“çırağ-ı Dehli” Nasîruddîn Mahmud
Hep fakirlik içinde yaşardı...Nasiruddin Mahmûd, fakirlik içinde yaşardı. Üst üste hiçbir şey yemeden, iki gün oruç tuttuğu olurdu. Kendisini ziyârete gelen olursa; hocasının kıymetli cübbesini giyer, onları öyle karşılardı. Onlar gidince cübbeyi çıkarır, eski elbiselerini tekrar giyerdi. Hâli vakti iyi olduğu zamanlarda, kendisi her gün oruçlu olur, müsâfirleri ile talebelerine lezzetli yemekler ikrâm ederdi. Müsâfirlerine bizzât hizmet etmekten zevk duyar ve onlar yerken tatlı tatlı anlatırdı...
Bu mübarek zatın vefâtı yaklaştığı sırada, en sevdiği talebesi Mevlânâ Zeynüddin Ali, hocasının yerine mânevi bir halef tâyin edilmesi zarûretini hissederek, hocasına şu şekilde arz etti:
-Efendim! Talebeleriniz arasında kıymetliler vardır. Onlardan birini mânevi halifeniz olarak tâyin ederseniz, bu yolun eski âdet ve gelenekleri, şimdiye kadar olduğu gibi, devâm etmiş olur...
"Emânet"i kimseye vermedi!
Bu teklif üzerine Nasiruddin Mahmûd, Mevlânâ Zeynüddin'den bu vazife için uygun bulduğu talebelerin listesini kendisine getirmesini söyledi. Mevlânâ Zeynüddin Ali, talebeleri birinci, ikinci ve üçüncü derece olarak üç sınıf hâlinde seçerek hazırladığı listeyi hocasına arz etti. Bu isimleri gözden geçirdikten sonra, Nasirüddin Mahmûd;
-Şüphesiz bunlar, dinini sevenlerdir. Fakat korkarım ki, hiçbirisi diğerinin yükünü omuzlarında taşıyamazlar, buyurdu.
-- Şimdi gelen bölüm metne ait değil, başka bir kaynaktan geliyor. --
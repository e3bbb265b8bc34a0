use curio_core::error::CurioError;
use curio_core::id::CurioAddress;
use log::debug;
use std::collections::HashMap;
use std::sync::Mutex;

/// Live print-run state for one master-edition collection
#[derive(Debug, Clone, Copy)]
struct PrintRun {
    max_supply: u32,
    /// Next number to hand out, 1-based. Never decreases: burns leave
    /// permanent gaps and numbers are never reused.
    next_number: u32,
}

/// Tracks each master-edition collection's print count and max supply.
///
/// Reservation is the single atomic step of a mint: the dispatcher runs all
/// other validation first (under the master's write lock) and only then
/// calls [`reserve`](EditionRegistry::reserve), so a failed mint never
/// consumes a number.
#[derive(Debug, Default)]
pub struct EditionRegistry {
    runs: Mutex<HashMap<CurioAddress, PrintRun>>,
}

impl EditionRegistry {
    pub fn new() -> Self {
        Self::default()
    }

    /// Start tracking a master-edition collection
    pub fn register_master(
        &self,
        master: &CurioAddress,
        max_supply: u32,
    ) -> Result<(), CurioError> {
        let mut runs = self.runs.lock().expect("edition registry poisoned");
        if runs.contains_key(master) {
            return Err(CurioError::DuplicateIdentity(*master));
        }
        runs.insert(
            *master,
            PrintRun {
                max_supply,
                next_number: 1,
            },
        );
        Ok(())
    }

    /// Whether the collection is tracked as a master edition
    pub fn is_master(&self, master: &CurioAddress) -> bool {
        self.runs
            .lock()
            .expect("edition registry poisoned")
            .contains_key(master)
    }

    /// Atomically reserve the next edition number for a mint.
    ///
    /// Fails with [`CurioError::SupplyExhausted`] once the declared max
    /// supply is reached.
    pub fn reserve(&self, master: &CurioAddress) -> Result<u32, CurioError> {
        let mut runs = self.runs.lock().expect("edition registry poisoned");
        let run = runs
            .get_mut(master)
            .ok_or_else(|| CurioError::NotFound(format!("master edition {}", master)))?;

        if run.next_number > run.max_supply {
            return Err(CurioError::SupplyExhausted {
                max_supply: run.max_supply,
            });
        }

        let number = run.next_number;
        run.next_number += 1;
        debug!("reserved edition {}/{} of {}", number, run.max_supply, master);
        Ok(number)
    }

    /// Total numbers handed out so far (burns never decrement this)
    pub fn minted(&self, master: &CurioAddress) -> Result<u32, CurioError> {
        let runs = self.runs.lock().expect("edition registry poisoned");
        let run = runs
            .get(master)
            .ok_or_else(|| CurioError::NotFound(format!("master edition {}", master)))?;
        Ok(run.next_number - 1)
    }

    /// The declared max supply of a master edition
    pub fn max_supply(&self, master: &CurioAddress) -> Result<u32, CurioError> {
        let runs = self.runs.lock().expect("edition registry poisoned");
        let run = runs
            .get(master)
            .ok_or_else(|| CurioError::NotFound(format!("master edition {}", master)))?;
        Ok(run.max_supply)
    }
}

#[cfg(test)]
mod tests {
    use super::*;

    fn addr(byte: u8) -> CurioAddress {
        CurioAddress::new([byte; 32])
    }

    #[test]
    fn test_numbers_run_from_one_to_max() {
        let registry = EditionRegistry::new();
        let master = addr(1);
        registry.register_master(&master, 3).unwrap();

        assert_eq!(registry.reserve(&master).unwrap(), 1);
        assert_eq!(registry.reserve(&master).unwrap(), 2);
        assert_eq!(registry.reserve(&master).unwrap(), 3);

        let err = registry.reserve(&master).unwrap_err();
        assert!(matches!(err, CurioError::SupplyExhausted { max_supply: 3 }));
        assert_eq!(registry.minted(&master).unwrap(), 3);
    }

    #[test]
    fn test_unregistered_master_is_not_found() {
        let registry = EditionRegistry::new();
        assert!(matches!(
            registry.reserve(&addr(1)),
            Err(CurioError::NotFound(_))
        ));
    }

    #[test]
    fn test_register_twice_fails() {
        let registry = EditionRegistry::new();
        registry.register_master(&addr(1), 10).unwrap();
        assert!(matches!(
            registry.register_master(&addr(1), 10),
            Err(CurioError::DuplicateIdentity(_))
        ));
    }

    #[test]
    fn test_concurrent_reservations_never_collide() {
        use std::collections::HashSet;
        use std::sync::Arc;

        let registry = Arc::new(EditionRegistry::new());
        let master = addr(1);
        registry.register_master(&master, 64).unwrap();

        let mut handles = Vec::new();
        for _ in 0..8 {
            let registry = Arc::clone(&registry);
            handles.push(std::thread::spawn(move || {
                let mut numbers = Vec::new();
                for _ in 0..8 {
                    numbers.push(registry.reserve(&master).unwrap());
                }
                numbers
            }));
        }

        let mut seen = HashSet::new();
        for handle in handles {
            for number in handle.join().unwrap() {
                assert!(seen.insert(number), "edition number handed out twice");
            }
        }
        assert_eq!(seen.len(), 64);
        assert!(matches!(
            registry.reserve(&master),
            Err(CurioError::SupplyExhausted { .. })
        ));
    }
}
Bu açıkça, verilen listeye "hayır" mânâsında bir cevaptı. Gerçekten de öyle oldu. Hocasından kendisine geçen bu yolun emânetlerini kimseye vermedi ve kendisinde götürdü...
Nasiruddin Mahmûd Çırağ, 1356 (H.757) senesi Ramazan-ı şerif ayının on sekizinde vefât etti. Büyük bir kalabalık tarafından kılınan cenâze namazından sonra Dehli dışına defnedildi. Kabri üzerine türbe yapıldı...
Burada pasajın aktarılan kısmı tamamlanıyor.